*Exercise objective*
Search the records below for the word "impl". Copy each line where it occurs.

..............................

//! Typed edges of the planning graph.
//!
//! `depends_on` and `order` edges carry the partial order the scheduler
//! must respect: for an edge u -> v, v is processed after u. `contains`
//! edges encode exclusive structural ownership. `data_flow` edges are
//! advisory and only feed localization context.

use std::fmt;
use std::str::FromStr;

use serde::{Deserialize, Serialize};

use crate::id::NodeId;
use crate::node::NodeKind;

// ---------------------------------------------------------------------------
// Edge kinds
// ---------------------------------------------------------------------------

#[derive(Debug, Clone, Copy, PartialEq, Eq, Hash, PartialOrd, Ord, Serialize, Deserialize)]
#[serde(rename_all = "snake_case")]
pub enum EdgeKind {
    DependsOn,
    DataFlow,
    Order,
    Contains,
}

impl EdgeKind {
    pub const ALL: [EdgeKind; 4] = [
        EdgeKind::DependsOn,
        EdgeKind::DataFlow,
        EdgeKind::Order,
        EdgeKind::Contains,
    ];

    /// Returns `true` for the kinds that constrain processing order.
    pub fn is_ordering(self) -> bool {
        matches!(self, EdgeKind::DependsOn | EdgeKind::Order)
    }

    /// Returns `true` for the kinds traversed when localizing context.
    pub fn is_contextual(self) -> bool {
        matches!(self, EdgeKind::DependsOn | EdgeKind::DataFlow)
    }

    /// Checks that an edge of this kind may connect nodes of the given kinds.
    ///
    /// Only `contains` restricts its endpoints; the other kinds may link any
    /// two distinct nodes.
    pub fn check_endpoints(self, source: NodeKind, target: NodeKind) -> Result<(), String> {
        match self {
            EdgeKind::Contains if !source.can_contain(target) => {
                Err(format!("a {source} cannot contain a {target}"))
            }
            _ => Ok(()),
        }
    }

    pub fn as_str(self) -> &'static str {
        match self {
            EdgeKind::DependsOn => "depends_on",
            EdgeKind::DataFlow => "data_flow",
            EdgeKind::Order => "order",
            EdgeKind::Contains => "contains",
        }
    }
}

impl fmt::Display for EdgeKind {
    fn fmt(&self, f: &mut fmt::Formatter<'_>) -> fmt::Result {
        f.write_str(self.as_str())
    }
}

impl FromStr for EdgeKind {
    type Err = String;

    fn from_str(s: &str) -> Result<Self, Self::Err> {
        match s {
            "depends_on" => Ok(EdgeKind::DependsOn),
            "data_flow" => Ok(EdgeKind::DataFlow),
            "order" => Ok(EdgeKind::Order),
            "contains" => Ok(EdgeKind::Contains),
            other => Err(format!("unknown edge kind '{other}'")),
        }
    }
}

// ---------------------------------------------------------------------------
// Edges
// ---------------------------------------------------------------------------

/// A typed edge between two planning nodes.
#[derive(Debug, Clone, PartialEq, Eq, Serialize, Deserialize)]
pub struct Edge {
    #[serde(alias = "from")]
    pub source: NodeId,
    #[serde(alias = "to")]
    pub target: NodeId,
    #[serde(alias = "type")]
    pub kind: EdgeKind,
    /// Name of the value carried by a `data_flow` edge.
    #[serde(default, skip_serializing_if = "Option::is_none")]
    pub data_id: Option<String>,
    #[serde(default, skip_serializing_if = "Option::is_none")]
    pub note: Option<String>,
}

impl Edge {
    pub fn new(source: impl Into<NodeId>, target: impl Into<NodeId>, kind: EdgeKind) -> Self {
        Edge {
            source: source.into(),
            target: target.into(),
            kind,
            data_id: None,
            note: None,
        }
    }

    /// `dependent` depends on `prerequisite`.
    pub fn depends_on(prerequisite: impl Into<NodeId>, dependent: impl Into<NodeId>) -> Self {
        Edge::new(prerequisite, dependent, EdgeKind::DependsOn)
    }

    pub fn contains(parent: impl Into<NodeId>, child: impl Into<NodeId>) -> Self {
        Edge::new(parent, child, EdgeKind::Contains)
    }

    pub fn with_note(mut self, note: impl Into<String>) -> Self {
        self.note = Some(note.into());
        self
    }

    pub fn with_data_id(mut self, data_id: impl Into<String>) -> Self {
        self.data_id = Some(data_id.into());
        self
    }

    pub fn key(&self) -> EdgeKey {
        EdgeKey {
            source: self.source.clone(),
            target: self.target.clone(),
            kind: self.kind,
        }
    }
}

impl fmt::Display for Edge {
    fn fmt(&self, f: &mut fmt::Formatter<'_>) -> fmt::Result {
        write!(f, "{} -[{}]-> {}", self.source, self.kind, self.target)
    }
}

/// Identity of an edge: at most one edge per (source, target, kind).
#[derive(Debug, Clone, PartialEq, Eq, Hash, PartialOrd, Ord, Serialize, Deserialize)]
pub struct EdgeKey {
    pub source: NodeId,
    pub target: NodeId,
    pub kind: EdgeKind,
}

..............................

*Response box*
impl EdgeKind {
impl fmt::Display for EdgeKind {
impl FromStr for EdgeKind {
impl Edge {
    pub fn new(source: impl Into<NodeId>, target: impl Into<NodeId>, kind: EdgeKind) -> Self {
    pub fn depends_on(prerequisite: impl Into<NodeId>, dependent: impl Into<NodeId>) -> Self {
    pub fn contains(parent: impl Into<NodeId>, child: impl Into<NodeId>) -> Self {
    pub fn with_note(mut self, note: impl Into<String>) -> Self {
    pub fn with_data_id(mut self, data_id: impl Into<String>) -> Self {
impl fmt::Display for Edge {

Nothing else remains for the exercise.